Please reproduce the whole listing without altering anything.

▶ **Provided material**
- - - - - - -

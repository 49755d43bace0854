//! Test doubles shared by the unit tests.

use std::sync::atomic::{AtomicBool, AtomicUsize, Ordering};
use std::sync::{Arc, Mutex};

use async_trait::async_trait;
use bytes::Bytes;
use gymdesk_cache::CacheStorage;
use gymdesk_core::OfflineConfig;
use gymdesk_net::{cache_key, Fetcher, NetError, Request, Response};
use hashbrown::HashMap;
use http::{header, HeaderValue, Method, StatusCode};
use tokio::sync::{mpsc, Semaphore};
use url::Url;

use crate::worker::OfflineWorker;
use crate::WorkerEvent;

/// 200 response with an HTML content type.
pub fn html(body: impl Into<Bytes>) -> Response {
    Response::new(StatusCode::OK, body).header(
        header::CONTENT_TYPE,
        HeaderValue::from_static("text/html"),
    )
}

/// Holds fetches until opened.
pub struct Gate(Arc<Semaphore>);

impl Gate {
    pub fn open(&self) {
        // A closed semaphore fails every pending and future acquire at once
        self.0.close();
    }
}

/// In-memory network with scripted responses.
///
/// Unscripted URLs answer 404. While offline every fetch fails with
/// [`ScriptedFetcher::OFFLINE`].
#[derive(Default)]
pub struct ScriptedFetcher {
    responses: Mutex<HashMap<String, Response>>,
    offline: AtomicBool,
    calls: AtomicUsize,
    gate: Mutex<Option<Arc<Semaphore>>>,
}

impl ScriptedFetcher {
    pub const OFFLINE: &'static str = "network unreachable";

    pub fn new() -> Arc<Self> {
        Arc::new(Self::default())
    }

    pub fn respond(&self, url: &Url, response: Response) {
        self.responses
            .lock()
            .unwrap()
            .insert(cache_key(&Method::GET, url), response);
    }

    pub fn set_offline(&self, offline: bool) {
        self.offline.store(offline, Ordering::SeqCst);
    }

    /// Number of fetches attempted, successful or not.
    pub fn calls(&self) -> usize {
        self.calls.load(Ordering::SeqCst)
    }

    /// Make fetches wait until the returned gate is opened.
    pub fn gate(&self) -> Gate {
        let semaphore = Arc::new(Semaphore::new(0));
        *self.gate.lock().unwrap() = Some(semaphore.clone());
        Gate(semaphore)
    }
}

#[async_trait]
impl Fetcher for ScriptedFetcher {
    async fn fetch(&self, request: &Request) -> Result<Response, NetError> {
        self.calls.fetch_add(1, Ordering::SeqCst);

        let gate = self.gate.lock().unwrap().clone();
        if let Some(gate) = gate {
            let _ = gate.acquire().await;
        }

        if self.offline.load(Ordering::SeqCst) {
            return Err(NetError::RequestFailed(Self::OFFLINE.to_string()));
        }

        let scripted = self
            .responses
            .lock()
            .unwrap()
            .get(&cache_key(&Method::GET, &request.url))
            .cloned();
        Ok(scripted.unwrap_or_else(|| Response::new(StatusCode::NOT_FOUND, "")))
    }
}

/// A worker over in-memory storage and a scripted network.
pub fn worker_with(
    config: OfflineConfig,
) -> (
    OfflineWorker,
    Arc<ScriptedFetcher>,
    mpsc::UnboundedReceiver<WorkerEvent>,
) {
    let fetcher = ScriptedFetcher::new();
    let storage = CacheStorage::open_in_memory().unwrap();
    let (worker, rx) = OfflineWorker::new(config, storage, fetcher.clone());
    (worker, fetcher, rx)
}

- - - - - - -

▶ **Completed task**
repository 49755d43bace0854
//! Test doubles shared by the unit tests.

use std::sync::atomic::{AtomicBool, AtomicUsize, Ordering};
use std::sync::{Arc, Mutex};

use async_trait::async_trait;
use bytes::Bytes;
use gymdesk_cache::CacheStorage;
use gymdesk_core::OfflineConfig;
use gymdesk_net::{cache_key, Fetcher, NetError, Request, Response};
use hashbrown::HashMap;
use http::{header, HeaderValue, Method, StatusCode};
use tokio::sync::{mpsc, Semaphore};
use url::Url;

use crate::worker::OfflineWorker;
use crate::WorkerEvent;

/// 200 response with an HTML content type.
pub fn html(body: impl Into<Bytes>) -> Response {
    Response::new(StatusCode::OK, body).header(
        header::CONTENT_TYPE,
        HeaderValue::from_static("text/html"),
    )
}

/// Holds fetches until opened.
pub struct Gate(Arc<Semaphore>);

impl Gate {
    pub fn open(&self) {
        // A closed semaphore fails every pending and future acquire at once
        self.0.close();
    }
}

/// In-memory network with scripted responses.
///
/// Unscripted URLs answer 404. While offline every fetch fails with
/// [`ScriptedFetcher::OFFLINE`].
#[derive(Default)]
pub struct ScriptedFetcher {
    responses: Mutex<HashMap<String, Response>>,
    offline: AtomicBool,
    calls: AtomicUsize,
    gate: Mutex<Option<Arc<Semaphore>>>,
}

impl ScriptedFetcher {
    pub const OFFLINE: &'static str = "network unreachable";

    pub fn new() -> Arc<Self> {
        Arc::new(Self::default())
    }

    pub fn respond(&self, url: &Url, response: Response) {
        self.responses
            .lock()
            .unwrap()
            .insert(cache_key(&Method::GET, url), response);
    }

    pub fn set_offline(&self, offline: bool) {
        self.offline.store(offline, Ordering::SeqCst);
    }

    /// Number of fetches attempted, successful or not.
    pub fn calls(&self) -> usize {
        self.calls.load(Ordering::SeqCst)
    }

    /// Make fetches wait until the returned gate is opened.
    pub fn gate(&self) -> Gate {
        let semaphore = Arc::new(Semaphore::new(0));
        *self.gate.lock().unwrap() = Some(semaphore.clone());
        Gate(semaphore)
    }
}

#[async_trait]
impl Fetcher for ScriptedFetcher {
    async fn fetch(&self, request: &Request) -> Result<Response, NetError> {
        self.calls.fetch_add(1, Ordering::SeqCst);

        let gate = self.gate.lock().unwrap().clone();
        if let Some(gate) = gate {
            let _ = gate.acquire().await;
        }

        if self.offline.load(Ordering::SeqCst) {
            return Err(NetError::RequestFailed(Self::OFFLINE.to_string()));
        }

        let scripted = self
            .responses
            .lock()
            .unwrap()
            .get(&cache_key(&Method::GET, &request.url))
            .cloned();
        Ok(scripted.unwrap_or_else(|| Response::new(StatusCode::NOT_FOUND, "")))
    }
}

/// A worker over in-memory storage and a scripted network.
pub fn worker_with(
    config: OfflineConfig,
) -> (
    OfflineWorker,
    Arc<ScriptedFetcher>,
    mpsc::UnboundedReceiver<WorkerEvent>,
) {
    let fetcher = ScriptedFetcher::new();
    let storage = CacheStorage::open_in_memory().unwrap();
    let (worker, rx) = OfflineWorker::new(config, storage, fetcher.clone());
    (worker, fetcher, rx)
}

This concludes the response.